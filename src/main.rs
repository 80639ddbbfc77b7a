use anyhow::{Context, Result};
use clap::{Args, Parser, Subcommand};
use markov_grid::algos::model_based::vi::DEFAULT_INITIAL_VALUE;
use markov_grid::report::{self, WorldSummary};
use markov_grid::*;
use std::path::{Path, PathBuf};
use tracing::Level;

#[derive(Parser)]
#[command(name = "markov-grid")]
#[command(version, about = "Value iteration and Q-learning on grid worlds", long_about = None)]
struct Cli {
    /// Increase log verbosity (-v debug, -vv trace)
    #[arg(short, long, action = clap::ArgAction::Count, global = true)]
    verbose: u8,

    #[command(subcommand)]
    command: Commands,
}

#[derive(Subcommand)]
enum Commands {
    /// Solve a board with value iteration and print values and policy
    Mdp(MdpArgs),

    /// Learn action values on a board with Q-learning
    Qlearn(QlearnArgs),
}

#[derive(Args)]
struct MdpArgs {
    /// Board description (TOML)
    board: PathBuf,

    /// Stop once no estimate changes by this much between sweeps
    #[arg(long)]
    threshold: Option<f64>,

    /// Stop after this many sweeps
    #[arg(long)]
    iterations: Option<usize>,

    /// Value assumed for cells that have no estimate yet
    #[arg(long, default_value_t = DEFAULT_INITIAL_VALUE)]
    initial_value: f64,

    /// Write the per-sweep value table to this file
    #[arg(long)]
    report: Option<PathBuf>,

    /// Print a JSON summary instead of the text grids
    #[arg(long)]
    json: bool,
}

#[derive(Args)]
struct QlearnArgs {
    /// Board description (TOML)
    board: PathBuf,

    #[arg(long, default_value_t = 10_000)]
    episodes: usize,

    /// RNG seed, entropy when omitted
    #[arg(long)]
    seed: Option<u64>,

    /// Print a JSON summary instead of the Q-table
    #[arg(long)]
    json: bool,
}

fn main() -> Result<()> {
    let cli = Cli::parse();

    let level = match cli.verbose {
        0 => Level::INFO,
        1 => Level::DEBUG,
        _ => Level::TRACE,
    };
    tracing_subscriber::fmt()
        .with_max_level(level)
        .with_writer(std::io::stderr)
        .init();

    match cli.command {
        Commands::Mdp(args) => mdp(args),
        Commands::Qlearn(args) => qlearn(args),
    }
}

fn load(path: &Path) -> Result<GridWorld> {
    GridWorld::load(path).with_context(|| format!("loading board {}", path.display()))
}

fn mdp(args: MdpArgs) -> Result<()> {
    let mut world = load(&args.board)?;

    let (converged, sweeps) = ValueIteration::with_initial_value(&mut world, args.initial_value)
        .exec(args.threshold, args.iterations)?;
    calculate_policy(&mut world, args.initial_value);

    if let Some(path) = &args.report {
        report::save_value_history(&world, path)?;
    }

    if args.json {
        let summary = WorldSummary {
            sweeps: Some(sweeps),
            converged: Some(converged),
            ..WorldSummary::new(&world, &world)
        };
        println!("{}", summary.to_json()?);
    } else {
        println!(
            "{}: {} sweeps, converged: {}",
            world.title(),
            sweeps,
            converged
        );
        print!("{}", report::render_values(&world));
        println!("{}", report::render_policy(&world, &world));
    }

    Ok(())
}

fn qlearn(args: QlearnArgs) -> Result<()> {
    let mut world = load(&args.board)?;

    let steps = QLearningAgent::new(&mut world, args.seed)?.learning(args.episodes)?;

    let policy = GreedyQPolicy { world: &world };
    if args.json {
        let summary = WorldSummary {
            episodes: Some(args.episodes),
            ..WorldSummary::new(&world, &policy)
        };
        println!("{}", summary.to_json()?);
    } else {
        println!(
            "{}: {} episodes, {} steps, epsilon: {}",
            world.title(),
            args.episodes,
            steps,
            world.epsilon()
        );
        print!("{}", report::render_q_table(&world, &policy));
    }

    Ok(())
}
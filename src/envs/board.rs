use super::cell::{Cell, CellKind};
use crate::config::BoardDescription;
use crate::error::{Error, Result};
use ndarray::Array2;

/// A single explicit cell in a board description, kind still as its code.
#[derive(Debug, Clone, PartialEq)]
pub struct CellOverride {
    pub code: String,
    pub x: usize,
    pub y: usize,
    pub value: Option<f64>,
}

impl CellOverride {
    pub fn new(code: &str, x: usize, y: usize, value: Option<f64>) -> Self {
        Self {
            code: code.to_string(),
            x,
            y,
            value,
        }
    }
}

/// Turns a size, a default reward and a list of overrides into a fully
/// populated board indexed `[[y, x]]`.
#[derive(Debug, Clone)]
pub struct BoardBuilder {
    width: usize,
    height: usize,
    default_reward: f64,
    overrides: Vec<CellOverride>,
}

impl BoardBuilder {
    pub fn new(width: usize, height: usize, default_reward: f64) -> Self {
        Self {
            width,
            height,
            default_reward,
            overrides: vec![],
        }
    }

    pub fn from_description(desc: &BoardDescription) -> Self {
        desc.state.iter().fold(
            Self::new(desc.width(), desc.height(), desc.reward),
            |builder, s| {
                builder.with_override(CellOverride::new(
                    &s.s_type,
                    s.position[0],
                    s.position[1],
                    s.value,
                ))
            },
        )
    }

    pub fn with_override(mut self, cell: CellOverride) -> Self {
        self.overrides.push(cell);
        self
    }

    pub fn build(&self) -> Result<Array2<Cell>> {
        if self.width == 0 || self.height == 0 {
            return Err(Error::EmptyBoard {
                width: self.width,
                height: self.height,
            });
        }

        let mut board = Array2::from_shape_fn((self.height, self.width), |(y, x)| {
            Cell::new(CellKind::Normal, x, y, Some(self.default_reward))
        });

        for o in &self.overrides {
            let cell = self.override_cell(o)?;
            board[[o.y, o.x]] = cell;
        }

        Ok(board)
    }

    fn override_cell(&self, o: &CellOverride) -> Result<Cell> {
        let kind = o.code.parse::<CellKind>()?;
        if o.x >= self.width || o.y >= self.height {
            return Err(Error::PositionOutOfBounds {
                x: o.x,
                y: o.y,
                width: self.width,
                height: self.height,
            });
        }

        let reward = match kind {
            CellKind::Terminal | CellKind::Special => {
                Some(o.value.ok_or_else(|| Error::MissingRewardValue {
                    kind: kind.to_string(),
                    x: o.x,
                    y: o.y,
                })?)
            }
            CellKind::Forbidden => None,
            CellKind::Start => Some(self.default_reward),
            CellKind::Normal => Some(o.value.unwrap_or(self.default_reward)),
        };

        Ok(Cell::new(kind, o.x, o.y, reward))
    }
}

----

— Problem —
Please repeat the data in full so that nothing differs from the original.

— Expected output —
filename src/main.rs
repository 80639ddbbfc77b7a
use anyhow::{Context, Result};
use clap::{Args, Parser, Subcommand};
use markov_grid::algos::model_based::vi::DEFAULT_INITIAL_VALUE;
use markov_grid::report::{self, WorldSummary};
use markov_grid::*;
use std::path::{Path, PathBuf};
use tracing::Level;

#[derive(Parser)]
#[command(name = "markov-grid")]
#[command(version, about = "Value iteration and Q-learning on grid worlds", long_about = None)]
struct Cli {
    /// Increase log verbosity (-v debug, -vv trace)
    #[arg(short, long, action = clap::ArgAction::Count, global = true)]
    verbose: u8,

    #[command(subcommand)]
    command: Commands,
}

#[derive(Subcommand)]
enum Commands {
    /// Solve a board with value iteration and print values and policy
    Mdp(MdpArgs),

    /// Learn action values on a board with Q-learning
    Qlearn(QlearnArgs),
}

#[derive(Args)]
struct MdpArgs {
    /// Board description (TOML)
    board: PathBuf,

    /// Stop once no estimate changes by this much between sweeps
    #[arg(long)]
    threshold: Option<f64>,

    /// Stop after this many sweeps
    #[arg(long)]
    iterations: Option<usize>,

    /// Value assumed for cells that have no estimate yet
    #[arg(long, default_value_t = DEFAULT_INITIAL_VALUE)]
    initial_value: f64,

    /// Write the per-sweep value table to this file
    #[arg(long)]
    report: Option<PathBuf>,

    /// Print a JSON summary instead of the text grids
    #[arg(long)]
    json: bool,
}

#[derive(Args)]
struct QlearnArgs {
    /// Board description (TOML)
    board: PathBuf,

    #[arg(long, default_value_t = 10_000)]
    episodes: usize,

    /// RNG seed, entropy when omitted
    #[arg(long)]
    seed: Option<u64>,

    /// Print a JSON summary instead of the Q-table
    #[arg(long)]
    json: bool,
}

fn main() -> Result<()> {
    let cli = Cli::parse();

    let level = match cli.verbose {
        0 => Level::INFO,
        1 => Level::DEBUG,
        _ => Level::TRACE,
    };
    tracing_subscriber::fmt()
        .with_max_level(level)
        .with_writer(std::io::stderr)
        .init();

    match cli.command {
        Commands::Mdp(args) => mdp(args),
        Commands::Qlearn(args) => qlearn(args),
    }
}

fn load(path: &Path) -> Result<GridWorld> {
    GridWorld::load(path).with_context(|| format!("loading board {}", path.display()))
}

fn mdp(args: MdpArgs) -> Result<()> {
    let mut world = load(&args.board)?;

    let (converged, sweeps) = ValueIteration::with_initial_value(&mut world, args.initial_value)
        .exec(args.threshold, args.iterations)?;
    calculate_policy(&mut world, args.initial_value);

    if let Some(path) = &args.report {
        report::save_value_history(&world, path)?;
    }

    if args.json {
        let summary = WorldSummary {
            sweeps: Some(sweeps),
            converged: Some(converged),
            ..WorldSummary::new(&world, &world)
        };
        println!("{}", summary.to_json()?);
    } else {
        println!(
            "{}: {} sweeps, converged: {}",
            world.title(),
            sweeps,
            converged
        );
        print!("{}", report::render_values(&world));
        println!("{}", report::render_policy(&world, &world));
    }

    Ok(())
}

fn qlearn(args: QlearnArgs) -> Result<()> {
    let mut world = load(&args.board)?;

    let steps = QLearningAgent::new(&mut world, args.seed)?.learning(args.episodes)?;

    let policy = GreedyQPolicy { world: &world };
    if args.json {
        let summary = WorldSummary {
            episodes: Some(args.episodes),
            ..WorldSummary::new(&world, &policy)
        };
        println!("{}", summary.to_json()?);
    } else {
        println!(
            "{}: {} episodes, {} steps, epsilon: {}",
            world.title(),
            args.episodes,
            steps,
            world.epsilon()
        );
        print!("{}", report::render_q_table(&world, &policy));
    }

    Ok(())
}
filename src/envs/board.rs
use super::cell::{Cell, CellKind};
use crate::config::BoardDescription;
use crate::error::{Error, Result};
use ndarray::Array2;

/// A single explicit cell in a board description, kind still as its code.
#[derive(Debug, Clone, PartialEq)]
pub struct CellOverride {
    pub code: String,
    pub x: usize,
    pub y: usize,
    pub value: Option<f64>,
}

impl CellOverride {
    pub fn new(code: &str, x: usize, y: usize, value: Option<f64>) -> Self {
        Self {
            code: code.to_string(),
            x,
            y,
            value,
        }
    }
}

/// Turns a size, a default reward and a list of overrides into a fully
/// populated board indexed `[[y, x]]`.
#[derive(Debug, Clone)]
pub struct BoardBuilder {
    width: usize,
    height: usize,
    default_reward: f64,
    overrides: Vec<CellOverride>,
}

impl BoardBuilder {
    pub fn new(width: usize, height: usize, default_reward: f64) -> Self {
        Self {
            width,
            height,
            default_reward,
            overrides: vec![],
        }
    }

    pub fn from_description(desc: &BoardDescription) -> Self {
        desc.state.iter().fold(
            Self::new(desc.width(), desc.height(), desc.reward),
            |builder, s| {
                builder.with_override(CellOverride::new(
                    &s.s_type,
                    s.position[0],
                    s.position[1],
                    s.value,
                ))
            },
        )
    }

    pub fn with_override(mut self, cell: CellOverride) -> Self {
        self.overrides.push(cell);
        self
    }

    pub fn build(&self) -> Result<Array2<Cell>> {
        if self.width == 0 || self.height == 0 {
            return Err(Error::EmptyBoard {
                width: self.width,
                height: self.height,
            });
        }

        let mut board = Array2::from_shape_fn((self.height, self.width), |(y, x)| {
            Cell::new(CellKind::Normal, x, y, Some(self.default_reward))
        });

        for o in &self.overrides {
            let cell = self.override_cell(o)?;
            board[[o.y, o.x]] = cell;
        }

        Ok(board)
    }

    fn override_cell(&self, o: &CellOverride) -> Result<Cell> {
        let kind = o.code.parse::<CellKind>()?;
        if o.x >= self.width || o.y >= self.height {
            return Err(Error::PositionOutOfBounds {
                x: o.x,
                y: o.y,
                width: self.width,
                height: self.height,
            });
        }

        let reward = match kind {
            CellKind::Terminal | CellKind::Special => {
                Some(o.value.ok_or_else(|| Error::MissingRewardValue {
                    kind: kind.to_string(),
                    x: o.x,
                    y: o.y,
                })?)
            }
            CellKind::Forbidden => None,
            CellKind::Start => Some(self.default_reward),
            CellKind::Normal => Some(o.value.unwrap_or(self.default_reward)),
        };

        Ok(Cell::new(kind, o.x, o.y, reward))
    }
}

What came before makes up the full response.